Prinsip kerahasiaan bank bermula timbul dari tujuan untuk melindungi kepentingan nasabah bank agar terlindungi kerahasiaan yang menyangkut keadaan keuangannya dan data pribadi nasabah.[2] Disamping itu, kerahasiaan bank juga diperuntukan untuk kepentingan bank itu sendiri, karena bank dapat dipercaya oleh nasabah untuk mengelola uangnya.[3] Oleh karenanya prinsip kerahasiaan bank merupakan jiwa dari sistem perbankan. Gambaran betapa pentingnya kerahasiaan bank yang harus dipegang oleh perbankan dapat dilihat dalam Tournier v. National Provicial and Union Bank of England pada 1924.[4] Kasus ini kerapkali dijadikan acuan dalam sistem common law yang secara jelas menunjukan bahwa hak dari nasabah dilindungi oleh hukum salah satunya yaitu kerahasiaan informasi nasabah oleh bank. Bank merupakan suatu lembaga keuangan yang menjalankan usahanya berdasarkan kepercayaan dari nasabahnya sehingga bank dituntut untuk dapat menjaga kerahasiaan atas segala data dan informasi yang terkait dengan nasabahnya termasuk informasi transaksi keuangan yang dilakukan nasabahnya.

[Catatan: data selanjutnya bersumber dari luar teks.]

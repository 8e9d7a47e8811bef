// SPDX-License-Identifier: Apache-2.0

//! Recency cache for catalog syncs.
//!
//! Remembers when each `(server, user, catalog)` was last rebuilt. An entry
//! is fresh while `now - stamp < ttl`; stale entries are dropped when seen.
//! Capacity is bounded, least recently used entries go first.

use std::num::NonZeroUsize;
use std::sync::Arc;

use chrono::{DateTime, Duration, Utc};
use lru::LruCache;
use parking_lot::Mutex;

use prestogres_core::CacheKey;

/// Time source for expiry decisions
pub trait Clock: Send + Sync {
    fn now(&self) -> DateTime<Utc>;
}

/// Wall clock
#[derive(Debug, Default, Clone, Copy)]
pub struct SystemClock;

impl Clock for SystemClock {
    fn now(&self) -> DateTime<Utc> {
        Utc::now()
    }
}

/// Clock that only moves when told to.
#[derive(Debug)]
pub struct ManualClock {
    now: Mutex<DateTime<Utc>>,
}

impl ManualClock {
    pub fn new(start: DateTime<Utc>) -> Self {
        Self {
            now: Mutex::new(start),
        }
    }

    pub fn advance(&self, by: Duration) {
        let mut now = self.now.lock();
        *now += by;
    }

    pub fn set(&self, to: DateTime<Utc>) {
        *self.now.lock() = to;
    }
}

impl Default for ManualClock {
    fn default() -> Self {
        Self::new(Utc::now())
    }
}

impl Clock for ManualClock {
    fn now(&self) -> DateTime<Utc> {
        *self.now.lock()
    }
}

pub struct ExpiryCache {
    entries: Mutex<LruCache<CacheKey, DateTime<Utc>>>,
    ttl: Duration,
    clock: Arc<dyn Clock>,
}

impl ExpiryCache {
    pub fn new(capacity: NonZeroUsize, ttl: Duration) -> Self {
        Self::with_clock(capacity, ttl, Arc::new(SystemClock))
    }

    pub fn with_clock(capacity: NonZeroUsize, ttl: Duration, clock: Arc<dyn Clock>) -> Self {
        Self {
            entries: Mutex::new(LruCache::new(capacity)),
            ttl,
            clock,
        }
    }

    pub fn ttl(&self) -> Duration {
        self.ttl
    }

    /// True when `key` was recorded less than `ttl` ago. A stale entry is
    /// removed.
    pub fn is_fresh(&self, key: &CacheKey) -> bool {
        let now = self.clock.now();
        let mut entries = self.entries.lock();
        match entries.get(key) {
            Some(stamp) if now - *stamp < self.ttl => true,
            Some(_) => {
                entries.pop(key);
                false
            }
            None => false,
        }
    }

    /// Stamps `key` with the current time.
    pub fn record(&self, key: CacheKey) {
        let now = self.clock.now();
        let mut entries = self.entries.lock();
        if entries.len() == entries.cap().get() && !entries.contains(&key) {
            Self::purge_locked(&mut entries, now, self.ttl);
        }
        entries.put(key, now);
    }

    /// Drops every stale entry, returning how many were removed.
    pub fn purge_expired(&self) -> usize {
        let now = self.clock.now();
        let mut entries = self.entries.lock();
        Self::purge_locked(&mut entries, now, self.ttl)
    }

    fn purge_locked(
        entries: &mut LruCache<CacheKey, DateTime<Utc>>,
        now: DateTime<Utc>,
        ttl: Duration,
    ) -> usize {
        let stale: Vec<CacheKey> = entries
            .iter()
            .filter(|(_, stamp)| now - **stamp >= ttl)
            .map(|(key, _)| key.clone())
            .collect();
        for key in &stale {
            entries.pop(key);
        }
        stale.len()
    }

    pub fn len(&self) -> usize {
        self.entries.lock().len()
    }

    pub fn is_empty(&self) -> bool {
        self.entries.lock().is_empty()
    }
}
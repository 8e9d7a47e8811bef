// SPDX-License-Identifier: Apache-2.0

//! Remote-to-local column type translation.
//!
//! One table serves both operations. Result materialization keeps full
//! fidelity (`text`), the catalog mirror only needs the shape of a table and
//! gets bounded `varchar` placeholders instead.

use std::fmt;

use serde::{Deserialize, Serialize};

use crate::error::{BridgeError, BridgeResult};

/// Length cap for text columns of mirrored catalog tables.
pub const CATALOG_VARCHAR_LENGTH: u32 = 100;

/// Where a mapped type is going to be used
#[derive(Debug, Clone, Copy, PartialEq, Eq, Serialize, Deserialize)]
#[serde(rename_all = "snake_case")]
pub enum TypeContext {
    ResultSet,
    CatalogMirror,
}

/// Native PostgreSQL column types emitted by the bridge
#[derive(Debug, Clone, Copy, PartialEq, Eq, Hash, Serialize, Deserialize)]
#[serde(rename_all = "snake_case")]
pub enum LocalType {
    Text,
    VarChar(u32),
    BigInt,
    Boolean,
    DoublePrecision,
}

impl fmt::Display for LocalType {
    fn fmt(&self, f: &mut fmt::Formatter<'_>) -> fmt::Result {
        match self {
            LocalType::Text => f.write_str("text"),
            LocalType::VarChar(len) => write!(f, "varchar({len})"),
            LocalType::BigInt => f.write_str("bigint"),
            LocalType::Boolean => f.write_str("boolean"),
            LocalType::DoublePrecision => f.write_str("double precision"),
        }
    }
}

/// Maps a remote engine type name to the local type for `context`.
pub fn map_type(remote_type: &str, context: TypeContext) -> BridgeResult<LocalType> {
    let lower = remote_type.trim().to_lowercase();

    // Bounded varchars are reported as `varchar(n)`
    let base = match lower.strip_prefix("varchar(") {
        Some(rest) if rest.ends_with(')') => "varchar",
        _ => lower.as_str(),
    };

    match (base, context) {
        ("varchar", TypeContext::ResultSet) => Ok(LocalType::Text),
        ("varchar", TypeContext::CatalogMirror) => Ok(LocalType::VarChar(CATALOG_VARCHAR_LENGTH)),
        ("bigint", _) => Ok(LocalType::BigInt),
        ("boolean", _) => Ok(LocalType::Boolean),
        ("double", _) => Ok(LocalType::DoublePrecision),
        _ => Err(BridgeError::unsupported_type(remote_type)),
    }
}
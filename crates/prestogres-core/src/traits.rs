// SPDX-License-Identifier: Apache-2.0

//! Collaborator traits
//!
//! The bridge never talks to a wire protocol directly. The remote engine and
//! the local database are reached through these traits, implemented by the
//! drivers crate and by in-memory fakes in tests.

use async_trait::async_trait;

use crate::error::BridgeResult;
use crate::quote::quote_ident;
use crate::type_map::LocalType;
use crate::types::{CatalogResult, ColumnDescriptor, ConnectionInfo, PreparedStatement, Row, Value};

/// Opens queries on the remote engine
#[async_trait]
pub trait RemoteQueryEngine: Send + Sync {
    /// Returns the unique identifier of the engine client (e.g. "presto")
    fn engine_id(&self) -> &'static str;

    /// Submits `query` and returns a handle over its result set.
    ///
    /// Fails with `RemoteQuery` when the engine rejects the query.
    async fn open(&self, conn: &ConnectionInfo, query: &str) -> BridgeResult<Box<dyn RemoteQuery>>;
}

/// A running remote query, exclusively owned by its caller
#[async_trait]
pub trait RemoteQuery: Send {
    /// Result column metadata, in result order
    async fn columns(&mut self) -> BridgeResult<Vec<ColumnDescriptor>>;

    /// Next result row, or `None` once the result is exhausted.
    ///
    /// Rows are pulled lazily; the result is never required to fit in memory
    /// and cannot be restarted.
    async fn next_row(&mut self) -> BridgeResult<Option<Row>>;

    /// Releases the query on the remote side. Safe to call more than once.
    async fn close(&mut self) -> BridgeResult<()>;
}

/// Runs metadata queries on the remote engine
#[async_trait]
pub trait RemoteCatalogReader: Send + Sync {
    async fn run_query(&self, conn: &ConnectionInfo, sql: &str) -> BridgeResult<CatalogResult>;
}

/// Statement execution on the local database
#[async_trait]
pub trait LocalExecutor: Send + Sync {
    /// Quotes an identifier for safe interpolation into SQL text
    fn quote_identifier(&self, name: &str) -> String {
        quote_ident(name)
    }

    /// Executes a statement without parameters, returning affected rows
    async fn execute(&self, sql: &str) -> BridgeResult<u64>;

    /// Prepares a parameterized statement with explicit parameter types
    async fn prepare(&self, sql: &str, param_types: Vec<LocalType>) -> BridgeResult<PreparedStatement> {
        Ok(PreparedStatement {
            sql: sql.to_string(),
            param_types,
        })
    }

    /// Executes a prepared statement with one value per declared parameter
    async fn execute_prepared(&self, statement: &PreparedStatement, params: &[Value]) -> BridgeResult<u64>;

    /// Runs a query and returns its rows
    async fn query(&self, sql: &str) -> BridgeResult<Vec<Row>>;

    /// Opens a transaction scope; nested scopes become savepoints
    async fn begin(&self) -> BridgeResult<()>;

    /// Commits the innermost transaction scope
    async fn commit(&self) -> BridgeResult<()>;

    /// Rolls back the innermost transaction scope
    async fn rollback(&self) -> BridgeResult<()>;
}
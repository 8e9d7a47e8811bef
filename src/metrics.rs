// SPDX-License-Identifier: Apache-2.0

//! Lightweight in-process counters for materializations and catalog syncs.

use std::sync::atomic::{AtomicU64, Ordering};
use std::sync::OnceLock;

use serde::Serialize;

#[derive(Default)]
struct BridgeMetrics {
    materializations: AtomicU64,
    materialization_failures: AtomicU64,
    rows_loaded: AtomicU64,
    batches_flushed: AtomicU64,
    syncs_rebuilt: AtomicU64,
    syncs_cached: AtomicU64,
    syncs_empty: AtomicU64,
    sync_failures: AtomicU64,
}

static BRIDGE_METRICS: OnceLock<BridgeMetrics> = OnceLock::new();

fn metrics() -> &'static BridgeMetrics {
    BRIDGE_METRICS.get_or_init(BridgeMetrics::default)
}

pub fn record_materialization(rows: u64, batches: u64) {
    let metrics = metrics();
    metrics.materializations.fetch_add(1, Ordering::Relaxed);
    metrics.rows_loaded.fetch_add(rows, Ordering::Relaxed);
    metrics.batches_flushed.fetch_add(batches, Ordering::Relaxed);
}

pub fn record_materialization_failure() {
    metrics().materialization_failures.fetch_add(1, Ordering::Relaxed);
}

pub fn record_sync_rebuilt() {
    metrics().syncs_rebuilt.fetch_add(1, Ordering::Relaxed);
}

pub fn record_sync_cached() {
    metrics().syncs_cached.fetch_add(1, Ordering::Relaxed);
}

pub fn record_sync_empty() {
    metrics().syncs_empty.fetch_add(1, Ordering::Relaxed);
}

pub fn record_sync_failure() {
    metrics().sync_failures.fetch_add(1, Ordering::Relaxed);
}

#[derive(Debug, Clone, Serialize)]
pub struct BridgeMetricsSnapshot {
    pub materializations: u64,
    pub materialization_failures: u64,
    pub rows_loaded: u64,
    pub batches_flushed: u64,
    pub syncs_rebuilt: u64,
    pub syncs_cached: u64,
    pub syncs_empty: u64,
    pub sync_failures: u64,
}

pub fn snapshot() -> BridgeMetricsSnapshot {
    let metrics = metrics();
    BridgeMetricsSnapshot {
        materializations: metrics.materializations.load(Ordering::Relaxed),
        materialization_failures: metrics.materialization_failures.load(Ordering::Relaxed),
        rows_loaded: metrics.rows_loaded.load(Ordering::Relaxed),
        batches_flushed: metrics.batches_flushed.load(Ordering::Relaxed),
        syncs_rebuilt: metrics.syncs_rebuilt.load(Ordering::Relaxed),
        syncs_cached: metrics.syncs_cached.load(Ordering::Relaxed),
        syncs_empty: metrics.syncs_empty.load(Ordering::Relaxed),
        sync_failures: metrics.sync_failures.load(Ordering::Relaxed),
    }
}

[1] Muhammad Djumhana, Rahasia Bank (Bandung: Citra Aditya Bakti, 1996), hlm 112

[1] Adrian Sutedi, Hukum Perbankan Suatu Tinjauan Pencucian Uang, Merger, Likuidasi dan Kepailitan (Jakarta: Sinar Grafika, 2010) hlm. 145

[1]  Yunus Husein, Rahasia Bank Privasi Versus Kepentingan Umum (Jakarta: Program Pasca Sarjana, 2003) hlm.145

[1] Tournier v National Provincial and Union Bank of England (1924) 1 KB 46

Pesatnya perkembangan teknologi dan globalisasi di sektor perbankan telah menjadikan bank sebagai sasaran utama untuk kegiatan pencucian uang. Bank dipilih menjadi tempat pencucian uang karena banyak menawarkan jasa instrumen dalam lalu lintas keuangan yang dapat digunakan untuk menyembunyikan/menyamarkan asal usul suatu dana.[5] Hal ini dapat kita lihat dalam kasus Inong Malinda atau yang lebih dikenal dengan Malinda Dee dalam Putusan Kasasi No. 1607 K/PID.SUS/2012 yang telah berkekuatan hukum tetap. Putusan itu pada intinya menyatakan Malinda Dee telah melakukan tindak pidana perbankan dan pencucian uang yang melibatkan beberapa bank seperti Bank Mega dan Bank BCA. Salah satu penyebab maraknya tindak pidana pencucian uang dengan sarana bank karena bank sebagai lembaga keuangan yang berbasis kepercayaan memberikan jaminan kerahasiaan atas data nasabah sebagai rahasia bank.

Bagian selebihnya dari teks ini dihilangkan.